Business Architecture Requires Holistic Approach
The above scenario makes it clear that individual business units cannot address these issues because their view is limited to processes and data within that unit. In addition, IT cannot solve cross-functional business issues. In the above example, IT was deploying a system to address backend data issues, but could do nothing to reconcile redundant, inconsistent business processes, desktop environments or resulting data.
With no formal vehicle for synchronizing business architecture from a cross-functional perspective, business architects are trapped in isolated silos or inside of IT Architecture teams. This is problematic for multiple reasons. Business data and value streams cross divisional and business unit boundaries. Business architecture visualization, reconciliation and alignment must do likewise and, therefore, requires a holistic, cross-functional perspective.
In addition, business architecture should not be driven by self-serving masters.
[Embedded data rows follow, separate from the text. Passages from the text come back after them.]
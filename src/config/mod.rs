//! Configuration module for bounded-arith.
//!
//! Describes the arithmetic domain in TOML (with `std` feature) or as
//! pre-parsed data.

mod arith;
#[cfg(feature = "std")]
mod loader;
mod validation;

pub use arith::ArithConfig;
pub use validation::validate_config;

#[cfg(feature = "std")]
pub use loader::{load_config, parse_config};
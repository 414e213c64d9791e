//! Arithmetic configuration - root configuration structure.

use serde::Deserialize;

use crate::arith::BoundedArithmetic;
use crate::bounds::Bounds;
use crate::error::Result;

/// Root configuration structure from TOML.
#[derive(Debug, Clone, Copy, PartialEq, Eq, Default, Deserialize)]
pub struct ArithConfig {
    /// Accepted operand and result interval. Defaults to `[0, 100]`.
    #[serde(default)]
    pub bounds: Bounds,
}

impl ArithConfig {
    /// Build the arithmetic engine described by this configuration.
    ///
    /// # Errors
    ///
    /// Returns `ConfigError::InvalidBounds` if the bounds are inverted.
    pub fn arithmetic(&self) -> Result<BoundedArithmetic> {
        BoundedArithmetic::new(self.bounds)
    }
}
//! Range-checked, clamped arithmetic.

use crate::bounds::Bounds;
use crate::error::{ConfigError, Result};

/// Arithmetic over a closed interval.
///
/// Both operands must lie within the bounds; the first one that does not is
/// reported as a [`RangeError`](crate::error::RangeError) before anything is
/// computed. Results are clamped into the bounds.
#[derive(Debug, Clone, Copy, PartialEq, Eq)]
pub struct BoundedArithmetic {
    bounds: Bounds,
}

impl BoundedArithmetic {
    /// Arithmetic over `[0, 100]`.
    pub const PERCENT: Self = Self {
        bounds: Bounds::PERCENT,
    };

    /// Create an engine over the given bounds.
    ///
    /// # Errors
    ///
    /// Returns `ConfigError::InvalidBounds` if `min > max`.
    pub fn new(bounds: Bounds) -> Result<Self> {
        if !bounds.is_valid() {
            return Err(ConfigError::InvalidBounds {
                min: bounds.min,
                max: bounds.max,
            }
            .into());
        }
        Ok(Self { bounds })
    }

    /// The accepted interval.
    pub fn bounds(&self) -> Bounds {
        self.bounds
    }

    /// `a + b`, clamped into the bounds.
    ///
    /// # Errors
    ///
    /// Returns a range error if either operand is out of bounds.
    pub fn add(&self, a: i64, b: i64) -> Result<i64> {
        let (a, b) = self.operands(a, b)?;
        Ok(self.bounds.clamp(a.saturating_add(b)))
    }

    /// `a - b`, clamped into the bounds.
    ///
    /// # Errors
    ///
    /// Returns a range error if either operand is out of bounds.
    pub fn subtract(&self, a: i64, b: i64) -> Result<i64> {
        let (a, b) = self.operands(a, b)?;
        Ok(self.bounds.clamp(a.saturating_sub(b)))
    }

    fn operands(&self, a: i64, b: i64) -> Result<(i64, i64)> {
        Ok((self.bounds.check(a)?, self.bounds.check(b)?))
    }
}

impl Default for BoundedArithmetic {
    fn default() -> Self {
        Self::PERCENT
    }
}

/// Add two values in `[0, 100]`; the sum is capped at `100`.
///
/// # Errors
///
/// Fails with a range error ("value must be between 0 and 100") if either
/// argument lies outside `[0, 100]`.
///
/// # Example
///
/// ```
/// assert_eq!(bounded_arith::add(50, 50).unwrap(), 100);
/// assert_eq!(bounded_arith::add(70, 80).unwrap(), 100);
/// assert!(bounded_arith::add(-10, 10).unwrap_err().is_range());
/// ```
pub fn add(a: i64, b: i64) -> Result<i64> {
    BoundedArithmetic::PERCENT.add(a, b)
}

/// Subtract two values in `[0, 100]`; the difference is floored at `0`.
///
/// # Errors
///
/// Same as [`add`].
///
/// # Example
///
/// ```
/// assert_eq!(bounded_arith::subtract(51, 50).unwrap(), 1);
/// assert_eq!(bounded_arith::subtract(70, 80).unwrap(), 0);
/// ```
pub fn subtract(a: i64, b: i64) -> Result<i64> {
    BoundedArithmetic::PERCENT.subtract(a, b)
}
In cases where a business unit drives an initiative, benefits are constrained to that unit. In cases where IT drives the work, benefits will be IT oriented – not business oriented. The overall benefits are constrained by the needs and view of the initiating team.
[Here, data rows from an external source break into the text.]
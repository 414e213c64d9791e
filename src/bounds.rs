//! Closed integer intervals.

use serde::Deserialize;

use crate::error::RangeError;

/// Closed interval `[min, max]` of accepted values.
#[derive(Debug, Clone, Copy, PartialEq, Eq, Hash, Deserialize)]
pub struct Bounds {
    /// Smallest accepted value.
    pub min: i64,
    /// Largest accepted value.
    pub max: i64,
}

impl Bounds {
    /// The `[0, 100]` domain used by [`crate::add`] and [`crate::subtract`].
    pub const PERCENT: Self = Self { min: 0, max: 100 };

    /// Create new bounds. Validity is not checked here; see [`Bounds::is_valid`].
    pub const fn new(min: i64, max: i64) -> Self {
        Self { min, max }
    }

    /// Check if bounds are valid (min <= max).
    pub const fn is_valid(&self) -> bool {
        self.min <= self.max
    }

    /// Check if a value lies within the interval.
    pub const fn contains(&self, value: i64) -> bool {
        value >= self.min && value <= self.max
    }

    /// Reject a value outside the interval.
    ///
    /// # Errors
    ///
    /// Returns a [`RangeError`] naming this interval.
    pub fn check(&self, value: i64) -> Result<i64, RangeError> {
        if self.contains(value) {
            Ok(value)
        } else {
            #[cfg(feature = "defmt")]
            defmt::debug!(
                "rejected operand {=i64} outside [{=i64}, {=i64}]",
                value,
                self.min,
                self.max
            );
            Err(self.range_error())
        }
    }

    /// Substitute the nearest bound for a value outside the interval.
    pub fn clamp(&self, value: i64) -> i64 {
        if value < self.min {
            self.min
        } else if value > self.max {
            self.max
        } else {
            value
        }
    }

    /// The error reported for values outside this interval.
    pub fn range_error(&self) -> RangeError {
        RangeError::between(self.min, self.max)
    }
}

impl Default for Bounds {
    fn default() -> Self {
        Self::PERCENT
    }
}
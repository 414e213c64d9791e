//! Unit tests for TOML configuration parsing.

use std::io::Write;

use bounded_arith::config::{load_config, ArithConfig};
use bounded_arith::{Bounds, Percent};

/// Test parsing explicit bounds from TOML.
#[test]
fn test_parse_bounds() {
    let toml_str = r#"
[bounds]
min = -20
max = 20
"#;

    let config: ArithConfig = toml::from_str(toml_str).expect("Failed to parse TOML");
    assert_eq!(config.bounds.min, -20);
    assert_eq!(config.bounds.max, 20);
}

/// Test that a missing bounds table falls back to [0, 100].
#[test]
fn test_default_bounds() {
    let config: ArithConfig = toml::from_str("").expect("Failed to parse TOML");
    assert_eq!(config.bounds, Bounds::PERCENT);
}

/// Test that Percent fields validate during deserialization.
#[test]
fn test_percent_field_validates() {
    #[derive(serde::Deserialize)]
    struct Levels {
        volume: Percent,
    }

    let ok: Levels = toml::from_str("volume = 40").expect("Failed to parse TOML");
    assert_eq!(ok.volume.value(), 40);

    let err = toml::from_str::<Levels>("volume = 140").err().expect("Should reject 140");
    assert!(err.to_string().contains("value must be between 0 and 100"));
}

/// Test loading configuration from a file on disk.
#[test]
fn test_load_config_from_file() {
    let path = std::env::temp_dir().join(format!("bounded-arith-{}.toml", std::process::id()));
    {
        let mut file = std::fs::File::create(&path).expect("Failed to create file");
        writeln!(file, "[bounds]\nmin = 5\nmax = 15").expect("Failed to write file");
    }

    let config = load_config(&path).expect("Failed to load config");
    let _ = std::fs::remove_file(&path);

    assert_eq!(config.bounds, Bounds::new(5, 15));
}
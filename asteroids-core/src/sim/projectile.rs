use crate::constants::{PROJECTILE_RADIUS, PROJECTILE_RANGE, PROJECTILE_SPEED};
use crate::geometry::Vec2;
use crate::wrap::wrap_point;

use super::{Body, Disposable, GameConfig};

/// A shot travelling in a straight line until it has covered its range.
#[derive(Clone, Debug)]
pub struct Projectile {
    pub(super) position: Vec2,
    pub(super) heading: f64,
    pub(super) distance_travelled: f64,
    pub(super) marked_for_deletion: bool,
}

impl Projectile {
    pub fn new(position: Vec2, heading: f64) -> Self {
        Self {
            position,
            heading,
            distance_travelled: 0.0,
            marked_for_deletion: false,
        }
    }

    pub fn heading(&self) -> f64 {
        self.heading
    }

    /// Total path length, unaffected by edge wraps.
    pub fn distance_travelled(&self) -> f64 {
        self.distance_travelled
    }

    pub(super) fn update(&mut self, dt: f64, config: &GameConfig) {
        let step = Vec2::from_angle(self.heading) * (PROJECTILE_SPEED * dt);
        self.position += step;
        self.distance_travelled += step.length();

        if self.distance_travelled > PROJECTILE_RANGE {
            self.marked_for_deletion = true;
        }

        wrap_point(
            &mut self.position,
            PROJECTILE_RADIUS,
            config.arena_width,
            config.arena_height,
        );
    }
}

impl Body for Projectile {
    fn position(&self) -> Vec2 {
        self.position
    }

    fn velocity(&self) -> Vec2 {
        Vec2::from_angle(self.heading) * PROJECTILE_SPEED
    }

    /// Axis-aligned square circumscribing the round shot.
    fn world_vertices(&self) -> Vec<Vec2> {
        let Vec2 { x, y } = self.position;
        let r = PROJECTILE_RADIUS;
        vec![
            Vec2::new(x - r, y - r),
            Vec2::new(x + r, y - r),
            Vec2::new(x + r, y + r),
            Vec2::new(x - r, y + r),
        ]
    }
}

impl Disposable for Projectile {
    fn is_marked_for_deletion(&self) -> bool {
        self.marked_for_deletion
    }

    fn mark_for_deletion(&mut self) {
        self.marked_for_deletion = true;
    }
}

#[cfg(test)]
mod tests {
    use super::*;

    #[test]
    fn expires_only_after_exceeding_range() {
        let config = GameConfig::default();
        let mut projectile = Projectile::new(Vec2::new(10.0, 250.0), 0.0);

        // 37 ticks cover 296 units, the 38th crosses 300.
        for tick in 1..=37 {
            projectile.update(1.0, &config);
            assert!(!projectile.is_marked_for_deletion(), "tick {tick}");
        }
        projectile.update(1.0, &config);
        assert!(projectile.is_marked_for_deletion());
        assert_eq!(projectile.distance_travelled(), 304.0);
    }

    #[test]
    fn wrapping_keeps_the_travelled_distance() {
        let config = GameConfig::default();
        let mut projectile = Projectile::new(Vec2::new(config.arena_width - 2.0, 100.0), 0.0);
        projectile.update(1.0, &config);

        assert_eq!(projectile.position().x, 0.0);
        assert_eq!(projectile.distance_travelled(), 8.0);
    }

    #[test]
    fn half_frame_moves_half_as_far() {
        let config = GameConfig::default();
        let mut projectile = Projectile::new(Vec2::new(100.0, 100.0), 0.0);
        projectile.update(0.5, &config);
        assert_eq!(projectile.position(), Vec2::new(104.0, 100.0));
    }
}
Business units must collaborate as equal partners to tackle redundancy, inconsistency and related issues. This requires a center of excellence based on a collaborative governance model capable of coalescing common requirements and addressing infrastructure inefficiencies and ineffectiveness from a holistic, enterprise perspective.
Key Functions and Deliverables
In order to gain executive sponsorship and funding for the COE, business architects must clearly articulate the value the COE delivers. The following list outlines key COE functions and deliverables.
- Enable collaboration across business units to ensure consistency and integration of value stream, business data and governance models.
- Provide a governance framework that enables open participation
from every business unit, business partner, IT and other key
stakeholders. - Establish modeling paradigms, related technologies and a
methodology to enable collaborative business modeling. - Provide a clear mapping between business models and IT modeling
paradigms that can be used to clearly communicate business
requirements to IT. - Create a focal point where business strategy can be translated
into operational reality.
The above responsibilities must be crystallized within a COE constitution that includes an overall governance structure as to how the COE will function.
Governance Structure
Creating a sustainable, successful business architecture COE challenges traditional command and control thinking. Organizations have found in practice that business unit stakeholders must collaborate on cross-disciplinary business architecture initiatives. To meet this goal, the COE must be built upon a collaborative, versus traditional command and control, governance structure.
There has been a wealth of organizational work done on collaborative governance. Organizations based on collaborative governance models are bound by a common purpose, shared principles, clear role definitions and organizational model. A shared purpose immediately communicates what the COE is there to do. Consider the following sample purpose for the business architecture COE.
- Provide a functional environment in which cross-functional, crossdiscipline business architecture work may be pursued as a way of reducing organizational inefficiency and ineffectiveness.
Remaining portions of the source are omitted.